How the Scopes Trial Was Almost Scooped

Glenn Branch is deputy director of the National Center for Science Education, a nonprofit organization that defends the integrity of American science education against ideological interference. He is the author of numerous articles on evolution education and climate education, and obstacles to them, in such publications as Scientific American, American Educator, The American Biology Teacher, and the Annual Review of Genomics and Human Genetics; and the co-editor, with Eugenie C. Scott, of Not in Our Classrooms: Why Intelligent Design is Wrong for Our Schools (2006). He received the Evolution Education Award for 2020 from the National Association of Biology Teachers.

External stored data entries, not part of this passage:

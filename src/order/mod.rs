//! Play order and output naming for audio files.
//!
//! Order comes only from the source file names, compared byte by byte,
//! never from tags. Each track gets a zero-based index and an output name
//! `{prefix}{index:0N}.{ext}`, where `N` is at least 3 and wide enough for
//! the largest index.

use std::collections::BTreeMap;
use std::path::{Path, PathBuf};

use crate::error::ValidationError;
use crate::model::AssetRef;

/// Minimum digits in an output name
const MIN_INDEX_WIDTH: usize = 3;

/// How output audio files are named.
#[derive(Debug, Clone)]
pub struct OutputNaming {
    /// Directory the renamed files are written to
    pub dir: PathBuf,
    /// Prepended to every output name
    pub prefix: String,
    /// Extension of the transcoded container, without the dot
    pub extension: String,
}

/// An audio file with its assigned position.
#[derive(Debug, Clone, PartialEq, Eq)]
pub struct OrderedAudio {
    pub asset: AssetRef,
    pub order: usize,
    pub output_path: PathBuf,
}

/// Sort audio files by name and assign order indices and output paths.
///
/// `inputs` lists every file of the input directory; an output path that
/// lands on one of them is a collision, as is a name shared by two tracks.
pub fn resolve(
    audio: &[AssetRef],
    naming: &OutputNaming,
    inputs: &[PathBuf],
) -> Result<Vec<OrderedAudio>, Vec<ValidationError>> {
    let mut sorted: Vec<&AssetRef> = audio.iter().collect();
    sorted.sort_by(|a, b| a.file_name.as_bytes().cmp(b.file_name.as_bytes()));

    let width = index_width(sorted.len());
    let ordered: Vec<OrderedAudio> = sorted
        .into_iter()
        .enumerate()
        .map(|(order, asset)| OrderedAudio {
            asset: asset.clone(),
            order,
            output_path: naming.dir.join(output_name(naming, order, width)),
        })
        .collect();

    let errors = find_collisions(&ordered, inputs);
    if errors.is_empty() {
        Ok(ordered)
    } else {
        Err(errors)
    }
}

/// Digits needed to print every index of `count` tracks.
pub fn index_width(count: usize) -> usize {
    let largest = count.saturating_sub(1);
    largest.to_string().len().max(MIN_INDEX_WIDTH)
}

fn output_name(naming: &OutputNaming, order: usize, width: usize) -> String {
    let ext = naming.extension.trim_start_matches('.');
    if ext.is_empty() {
        format!("{}{:0width$}", naming.prefix, order, width = width)
    } else {
        format!("{}{:0width$}.{}", naming.prefix, order, ext, width = width)
    }
}

fn find_collisions(ordered: &[OrderedAudio], inputs: &[PathBuf]) -> Vec<ValidationError> {
    let mut errors = Vec::new();
    let mut claimed: BTreeMap<&Path, &Path> = BTreeMap::new();

    for entry in ordered {
        let source = entry.asset.path.as_path();

        if let Some(existing) = inputs.iter().find(|p| **p == entry.output_path) {
            errors.push(ValidationError::OrderCollision {
                output: entry.output_path.clone(),
                first: existing.clone(),
                second: source.to_path_buf(),
            });
        }

        if let Some(first) = claimed.insert(entry.output_path.as_path(), source) {
            errors.push(ValidationError::OrderCollision {
                output: entry.output_path.clone(),
                first: first.to_path_buf(),
                second: source.to_path_buf(),
            });
        }
    }

    errors
}

/// One-based position of each track within its disc group.
///
/// `discs` is indexed by order. Tracks without a disc form their own group.
pub fn positions_in_disc(discs: &[Option<u32>]) -> Vec<u32> {
    let mut seen: BTreeMap<Option<u32>, u32> = BTreeMap::new();
    discs
        .iter()
        .map(|disc| {
            let count = seen.entry(*disc).or_insert(0);
            *count += 1;
            *count
        })
        .collect()
}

In 1925, a young teacher in Dayton, Tennessee, was convicted of violating a state law that forbade the state’s educators “to teach any theory that denies the story of the Divine Creation of man as taught in the Bible, and to teach instead that man has descended from a lower order of animals.” Especially now, as its centennial year is being commemorated in various ways across the nation, the Scopes “monkey” trial is widely known. But the details of a similar controversy in New Mexico three years earlier deserve to be remembered as well.
Famously, the antievolution crusade of the 1920s was launched by William Jennings Bryan, a politician of national stature, who began to encourage the passage of bans on the teaching of evolution at both the state and the local level early in the decade. Probably as a result, in the summer of 1922, the school board in Fort Sumner, New Mexico — perhaps most famous as the site where the outlaw Billy the Kid was shot and killed — adopted a resolution forbidding the teaching of evolution in the town’s schools, and calling for the resignation of any offending teacher.
Fort Sumner’s superintendent of schools, F. E. (for Finis Ewing: he was evidently named after the founder of the Cumberland Presbyterian Church) Dean, was summering in his home state of Missouri when he received a copy of the resolution. He decided that it would not be useful to argue about the resolution at a distance, planning instead on his return to Fort Sumner to argue in person to the board that “I had not been teaching the…doctrine of evolution in the form attributed to me” and moreover to explain that the antievolution resolution was unworkable.